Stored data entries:
□ □ □
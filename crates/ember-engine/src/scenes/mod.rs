//! Built-in frames: an orange triangle and a rotated blue square.

use crate::frame::FrameDesc;
use crate::math::rotate_z;
use crate::pipeline::Topology;
use crate::resource::{UniformData, VertexData};

pub const TRIANGLE_WGSL: &str = include_str!("shaders/triangle.wgsl");
pub const ROTATE_WGSL: &str = include_str!("shaders/rotate.wgsl");

/// Apex-up triangle in normalized device coordinates.
pub const TRIANGLE_VERTICES: [[f32; 2]; 3] = [[0.0, 0.5], [-0.5, -0.5], [0.5, -0.5]];

/// Unit square centered on the origin, in strip order:
/// bottom-left, bottom-right, top-left, top-right.
pub const SQUARE_VERTICES: [[f32; 2]; 4] = [[-0.5, -0.5], [0.5, -0.5], [-0.5, 0.5], [0.5, 0.5]];

/// Orange triangle on the default light gray clear color.
pub fn orange_triangle() -> FrameDesc {
    FrameDesc::new(
        "orange triangle",
        TRIANGLE_WGSL,
        VertexData::positions2d(&TRIANGLE_VERTICES),
    )
}

/// Blue square rotated counter-clockwise by `degrees` about the origin.
pub fn rotated_square(degrees: f32) -> FrameDesc {
    FrameDesc::new(
        "rotated square",
        ROTATE_WGSL,
        VertexData::positions2d(&SQUARE_VERTICES),
    )
    .with_topology(Topology::TriangleStrip)
    .with_uniform(UniformData::from_mat4(&rotate_z(degrees.to_radians())))
}
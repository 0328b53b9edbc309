use std::ops::Range;

use crate::device::Device;
use crate::paint::Color;

/// One recorded render pass operation, holding device handles.
#[derive(Debug)]
pub enum Command<D: Device> {
    SetPipeline(D::Pipeline),
    SetVertexBuffer { slot: u32, buffer: D::Buffer },
    SetBindGroup { index: u32, group: D::BindGroup },
    Draw { vertices: Range<u32> },
    /// Terminates the pass. Always the last command of an ended sequence.
    End,
}

/// Borrowed view of an ended sequence, handed to [`Device::encode`].
#[derive(Debug)]
pub struct RecordedPass<'a, D: Device> {
    pub label: &'a str,
    pub view: &'a D::View,
    pub clear: Color,
    pub commands: &'a [Command<D>],
}
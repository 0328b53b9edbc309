use std::fmt::Debug;

use crate::error::Result;
use crate::pipeline::{BindGroupLayoutDesc, Topology};
use crate::record::RecordedPass;
use crate::resource::VertexLayout;

/// Parameters of a raw buffer allocation.
#[derive(Debug, Copy, Clone)]
pub struct BufferDescriptor<'a> {
    pub label: &'a str,
    pub size: u64,
    pub usage: wgpu::BufferUsages,
}

/// Fully validated inputs of a render pipeline.
///
/// By the time a backend sees this, the shader has been compiled and its
/// interface checked against `vertex_layout` and `target_format`.
#[derive(Debug, Copy, Clone)]
pub struct PipelineDescriptor<'a> {
    pub label: &'a str,
    pub shader_source: &'a str,
    pub vertex_entry: &'a str,
    pub fragment_entry: &'a str,
    pub vertex_layout: &'a VertexLayout,
    pub topology: Topology,
    pub target_format: wgpu::TextureFormat,
}

/// Graphics device capability consumed by the frame core.
///
/// The core never touches global GPU state; everything it allocates or
/// submits goes through an implementation of this trait passed in by the
/// caller. Implementations may assume their inputs were validated, but a
/// device that still refuses a call reports it as an error instead of
/// panicking.
pub trait Device: Debug {
    type Buffer: Clone + Debug;
    type Pipeline: Clone + Debug;
    type BindGroupLayout: Clone + Debug;
    type BindGroup: Clone + Debug;
    type View: Clone + Debug;
    type CommandBuffer;

    /// Limits the core validates allocations and bindings against.
    fn limits(&self) -> wgpu::Limits;

    fn create_buffer(&self, desc: &BufferDescriptor<'_>) -> Result<Self::Buffer>;

    /// Enqueues a host-to-device copy. Ordered before any later `submit`.
    fn write_buffer(&self, buffer: &Self::Buffer, offset: u64, data: &[u8]) -> Result<()>;

    /// Copies the whole buffer back to the host, blocking until done.
    fn read_buffer(&self, buffer: &Self::Buffer) -> Result<Vec<u8>>;

    /// Creates the device-side layout of one bind group.
    ///
    /// Equal descriptions must give layouts that are interchangeable between
    /// pipelines.
    fn create_bind_group_layout(
        &self,
        desc: &BindGroupLayoutDesc,
    ) -> Result<Self::BindGroupLayout>;

    /// Creates a pipeline over explicit bind group layouts, keyed by group
    /// index. Groups below the highest index that are not listed are empty.
    fn create_render_pipeline(
        &self,
        desc: &PipelineDescriptor<'_>,
        bind_group_layouts: &[(u32, &Self::BindGroupLayout)],
    ) -> Result<Self::Pipeline>;

    fn create_bind_group(
        &self,
        label: &str,
        layout: &Self::BindGroupLayout,
        entries: &[(u32, &Self::Buffer)],
    ) -> Result<Self::BindGroup>;

    /// Encodes a finished recording into a device command buffer.
    fn encode(&self, pass: &RecordedPass<'_, Self>) -> Result<Self::CommandBuffer>
    where
        Self: Sized;

    /// Hands encoded commands to the execution queue. Does not wait for completion.
    fn submit(&self, commands: Self::CommandBuffer) -> Result<()>;
}

/// Presentation capability: where a frame is drawn and in which format.
pub trait Surface<D: Device> {
    fn format(&self) -> wgpu::TextureFormat;

    /// Returns a view of the current render target.
    ///
    /// Failing here aborts the frame before any resource is allocated.
    fn current_view(&self) -> Result<D::View>;
}
/// How consecutive vertices assemble into triangles.
#[derive(Debug, Copy, Clone, Eq, PartialEq, Hash, Default)]
pub enum Topology {
    /// Every 3 vertices form an independent triangle.
    #[default]
    TriangleList,
    /// Each vertex after the first two forms a triangle with the previous two.
    TriangleStrip,
}

impl Topology {
    pub fn to_wgpu(self) -> wgpu::PrimitiveTopology {
        match self {
            Topology::TriangleList => wgpu::PrimitiveTopology::TriangleList,
            Topology::TriangleStrip => wgpu::PrimitiveTopology::TriangleStrip,
        }
    }

    /// Number of triangles `vertices` vertices produce. Leftovers are ignored.
    pub fn triangle_count(self, vertices: u32) -> u32 {
        match self {
            Topology::TriangleList => vertices / 3,
            Topology::TriangleStrip => vertices.saturating_sub(2),
        }
    }

    /// Vertices a list draw would leave unassembled.
    pub fn leftover_vertices(self, vertices: u32) -> u32 {
        match self {
            Topology::TriangleList => vertices % 3,
            Topology::TriangleStrip => 0,
        }
    }

    /// Smallest vertex count that produces one triangle.
    #[inline]
    pub fn min_vertices(self) -> u32 {
        3
    }
}
use crate::device::{BufferDescriptor, Device};
use crate::error::{RenderError, Result};

use super::{UniformData, VertexData};

/// Alignment of queue writes and uniform buffer sizes, in bytes.
pub const COPY_ALIGNMENT: u64 = wgpu::COPY_BUFFER_ALIGNMENT;

/// A device buffer plus the metadata the core validates against.
///
/// Size and usage are fixed at creation.
#[derive(Debug)]
pub struct GpuBuffer<D: Device> {
    raw: D::Buffer,
    label: String,
    size: u64,
    usage: wgpu::BufferUsages,
}

impl<D: Device> GpuBuffer<D> {
    #[inline]
    pub fn raw(&self) -> &D::Buffer {
        &self.raw
    }

    #[inline]
    pub fn label(&self) -> &str {
        &self.label
    }

    #[inline]
    pub fn size(&self) -> u64 {
        self.size
    }

    #[inline]
    pub fn usage(&self) -> wgpu::BufferUsages {
        self.usage
    }

    /// Fails with `Usage` unless every flag in `required` was requested at creation.
    pub fn require(&self, required: wgpu::BufferUsages) -> Result<()> {
        if self.usage.contains(required) {
            Ok(())
        } else {
            Err(RenderError::Usage {
                required,
                actual: self.usage,
            })
        }
    }
}

/// Checks a buffer request before it reaches the device.
pub fn validate_allocation(size: u64, usage: wgpu::BufferUsages, max_size: u64) -> Result<()> {
    use wgpu::BufferUsages as U;

    if size == 0 {
        return Err(RenderError::Allocation("buffer size must be non-zero".into()));
    }
    if size > max_size {
        return Err(RenderError::Allocation(format!(
            "buffer size {size} exceeds device maximum {max_size}"
        )));
    }
    if usage.is_empty() {
        return Err(RenderError::Allocation("buffer usage must not be empty".into()));
    }
    if usage.contains(U::UNIFORM) && size % COPY_ALIGNMENT != 0 {
        return Err(RenderError::Allocation(format!(
            "uniform buffer size {size} is not {COPY_ALIGNMENT}-byte aligned"
        )));
    }
    if usage.contains(U::MAP_READ) && !(U::MAP_READ | U::COPY_DST).contains(usage) {
        return Err(RenderError::Allocation(format!(
            "MAP_READ may only be combined with COPY_DST, got {usage:?}"
        )));
    }
    if usage.contains(U::MAP_WRITE) && !(U::MAP_WRITE | U::COPY_SRC).contains(usage) {
        return Err(RenderError::Allocation(format!(
            "MAP_WRITE may only be combined with COPY_SRC, got {usage:?}"
        )));
    }
    Ok(())
}

/// Allocates buffers and uploads host data into them.
///
/// Uploads go through the device queue and are ordered before any later
/// submission, so a frame that uploads first and submits last always reads
/// the uploaded bytes.
#[derive(Debug)]
pub struct ResourceBuilder<'d, D: Device> {
    device: &'d D,
    extra_usage: wgpu::BufferUsages,
    uploaded_bytes: u64,
}

impl<'d, D: Device> ResourceBuilder<'d, D> {
    pub fn new(device: &'d D) -> Self {
        Self {
            device,
            extra_usage: wgpu::BufferUsages::empty(),
            uploaded_bytes: 0,
        }
    }

    /// Adds `COPY_SRC` to every convenience-created buffer so it can be read back.
    pub fn with_readback(mut self) -> Self {
        self.extra_usage |= wgpu::BufferUsages::COPY_SRC;
        self
    }

    /// Total bytes enqueued through [`upload`](Self::upload).
    #[inline]
    pub fn uploaded_bytes(&self) -> u64 {
        self.uploaded_bytes
    }

    pub fn create_buffer(
        &self,
        label: &str,
        size: u64,
        usage: wgpu::BufferUsages,
    ) -> Result<GpuBuffer<D>> {
        validate_allocation(size, usage, self.device.limits().max_buffer_size)?;

        let raw = self.device.create_buffer(&BufferDescriptor { label, size, usage })?;
        log::debug!("buffer '{label}' created: {size} bytes, {usage:?}");

        Ok(GpuBuffer {
            raw,
            label: label.to_string(),
            size,
            usage,
        })
    }

    /// Enqueues a write of `data` at `offset`.
    pub fn upload(&mut self, buffer: &GpuBuffer<D>, offset: u64, data: &[u8]) -> Result<()> {
        let len = data.len() as u64;
        let end = offset.checked_add(len).ok_or(RenderError::Range {
            offset,
            len,
            size: buffer.size,
        })?;
        if end > buffer.size {
            return Err(RenderError::Range {
                offset,
                len,
                size: buffer.size,
            });
        }
        buffer.require(wgpu::BufferUsages::COPY_DST)?;
        if offset % COPY_ALIGNMENT != 0 || len % COPY_ALIGNMENT != 0 {
            return Err(RenderError::UnalignedWrite { offset, len });
        }

        self.device.write_buffer(&buffer.raw, offset, data)?;
        self.uploaded_bytes += len;
        log::debug!("upload to '{}': {len} bytes at {offset}", buffer.label);
        Ok(())
    }

    /// Creates a `VERTEX | COPY_DST` buffer sized exactly for `data` and uploads it.
    pub fn create_vertex_buffer(&mut self, label: &str, data: &VertexData) -> Result<GpuBuffer<D>> {
        let bytes = data.as_bytes();
        let usage = wgpu::BufferUsages::VERTEX | wgpu::BufferUsages::COPY_DST | self.extra_usage;
        let buffer = self.create_buffer(label, bytes.len() as u64, usage)?;
        self.upload(&buffer, 0, bytes)?;
        Ok(buffer)
    }

    /// Creates a `UNIFORM | COPY_DST` buffer sized exactly for `data` and uploads it.
    pub fn create_uniform_buffer(&mut self, label: &str, data: &UniformData) -> Result<GpuBuffer<D>> {
        let usage = wgpu::BufferUsages::UNIFORM | wgpu::BufferUsages::COPY_DST | self.extra_usage;
        let buffer = self.create_buffer(label, data.size(), usage)?;
        self.upload(&buffer, 0, data.as_bytes())?;
        Ok(buffer)
    }

    /// Reads the whole buffer back to the host. Requires `COPY_SRC`.
    pub fn read_back(&self, buffer: &GpuBuffer<D>) -> Result<Vec<u8>> {
        buffer.require(wgpu::BufferUsages::COPY_SRC)?;
        self.device.read_buffer(&buffer.raw)
    }
}

#[cfg(test)]
mod tests {
    use super::*;
    use crate::device::{TraceDevice, TraceEvent};
    use crate::math::rotate_z;
    use crate::resource::VertexLayout;

    use wgpu::BufferUsages as U;

    // ── allocation ────────────────────────────────────────────────────────

    #[test]
    fn zero_size_fails() {
        let dev = TraceDevice::new();
        let rb = ResourceBuilder::new(&dev);
        assert!(matches!(
            rb.create_buffer("z", 0, U::VERTEX),
            Err(RenderError::Allocation(_))
        ));
        assert!(dev.events().is_empty());
    }

    #[test]
    fn empty_usage_fails() {
        assert!(validate_allocation(16, U::empty(), u64::MAX).is_err());
    }

    #[test]
    fn unaligned_uniform_fails() {
        assert!(matches!(
            validate_allocation(62, U::UNIFORM | U::COPY_DST, u64::MAX),
            Err(RenderError::Allocation(_))
        ));
        assert!(validate_allocation(64, U::UNIFORM | U::COPY_DST, u64::MAX).is_ok());
    }

    #[test]
    fn unaligned_vertex_buffer_is_allowed() {
        assert!(validate_allocation(6, U::VERTEX, u64::MAX).is_ok());
    }

    #[test]
    fn map_read_with_vertex_fails() {
        assert!(validate_allocation(16, U::MAP_READ | U::VERTEX, u64::MAX).is_err());
        assert!(validate_allocation(16, U::MAP_READ | U::COPY_DST, u64::MAX).is_ok());
    }

    #[test]
    fn oversized_buffer_fails() {
        let dev = TraceDevice::with_max_buffer_size(32);
        let rb = ResourceBuilder::new(&dev);
        assert!(rb.create_buffer("big", 64, U::VERTEX).is_err());
        assert!(rb.create_buffer("ok", 32, U::VERTEX).is_ok());
    }

    // ── upload ────────────────────────────────────────────────────────────

    #[test]
    fn upload_past_end_is_range_error() {
        let dev = TraceDevice::new();
        let mut rb = ResourceBuilder::new(&dev);
        let buf = rb.create_buffer("v", 16, U::VERTEX | U::COPY_DST).unwrap();
        let err = rb.upload(&buf, 8, &[0; 12]).unwrap_err();
        assert!(matches!(err, RenderError::Range { offset: 8, len: 12, size: 16 }));
    }

    #[test]
    fn upload_exactly_to_end_succeeds() {
        let dev = TraceDevice::new();
        let mut rb = ResourceBuilder::new(&dev);
        let buf = rb.create_buffer("v", 16, U::VERTEX | U::COPY_DST).unwrap();
        rb.upload(&buf, 8, &[7; 8]).unwrap();
        assert_eq!(rb.uploaded_bytes(), 8);
        assert_eq!(dev.contents(buf.raw()).unwrap()[8..], [7; 8]);
    }

    #[test]
    fn upload_without_copy_dst_is_usage_error() {
        let dev = TraceDevice::new();
        let mut rb = ResourceBuilder::new(&dev);
        let buf = rb.create_buffer("v", 16, U::VERTEX).unwrap();
        assert!(matches!(
            rb.upload(&buf, 0, &[0; 16]),
            Err(RenderError::Usage { .. })
        ));
    }

    #[test]
    fn unaligned_upload_fails() {
        let dev = TraceDevice::new();
        let mut rb = ResourceBuilder::new(&dev);
        let buf = rb.create_buffer("v", 16, U::VERTEX | U::COPY_DST).unwrap();
        assert!(matches!(
            rb.upload(&buf, 2, &[0; 4]),
            Err(RenderError::UnalignedWrite { offset: 2, len: 4 })
        ));
    }

    // ── convenience + read-back ───────────────────────────────────────────

    #[test]
    fn vertex_upload_round_trips_through_read_back() {
        let dev = TraceDevice::new();
        let mut rb = ResourceBuilder::new(&dev).with_readback();
        let data = VertexData::new(
            vec![0.0, 0.5, -0.5, -0.5, 0.5, -0.5],
            VertexLayout::position2d(),
        )
        .unwrap();

        let buf = rb.create_vertex_buffer("tri", &data).unwrap();

        assert_eq!(buf.size(), 24);
        assert!(buf.usage().contains(U::VERTEX | U::COPY_DST | U::COPY_SRC));
        assert_eq!(rb.read_back(&buf).unwrap(), data.as_bytes());
    }

    #[test]
    fn uniform_upload_round_trips_through_read_back() {
        let dev = TraceDevice::new();
        let mut rb = ResourceBuilder::new(&dev).with_readback();
        let data = UniformData::from_mat4(&rotate_z(0.5));

        let buf = rb.create_uniform_buffer("rot", &data).unwrap();

        assert_eq!(buf.size(), 64);
        assert_eq!(rb.read_back(&buf).unwrap(), data.as_bytes());
    }

    #[test]
    fn read_back_requires_copy_src() {
        let dev = TraceDevice::new();
        let mut rb = ResourceBuilder::new(&dev);
        let buf = rb
            .create_vertex_buffer("tri", &VertexData::positions2d(&[[0.0, 0.0]]))
            .unwrap();
        assert!(matches!(rb.read_back(&buf), Err(RenderError::Usage { .. })));
    }

    #[test]
    fn create_then_write_are_enqueued_in_order() {
        let dev = TraceDevice::new();
        let mut rb = ResourceBuilder::new(&dev);
        rb.create_vertex_buffer("tri", &VertexData::positions2d(&[[0.0, 0.0]]))
            .unwrap();
        let events = dev.events();
        assert!(matches!(events[0], TraceEvent::CreateBuffer { size: 8, .. }));
        assert!(matches!(events[1], TraceEvent::WriteBuffer { offset: 0, len: 8, .. }));
    }
}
□ □ □
▶ _How to complete this task_: Return each line in the records that holds the string "PrimitiveTopology".

▶ _Solved problem_:
    pub fn to_wgpu(self) -> wgpu::PrimitiveTopology {
            Topology::TriangleList => wgpu::PrimitiveTopology::TriangleList,
            Topology::TriangleStrip => wgpu::PrimitiveTopology::TriangleStrip,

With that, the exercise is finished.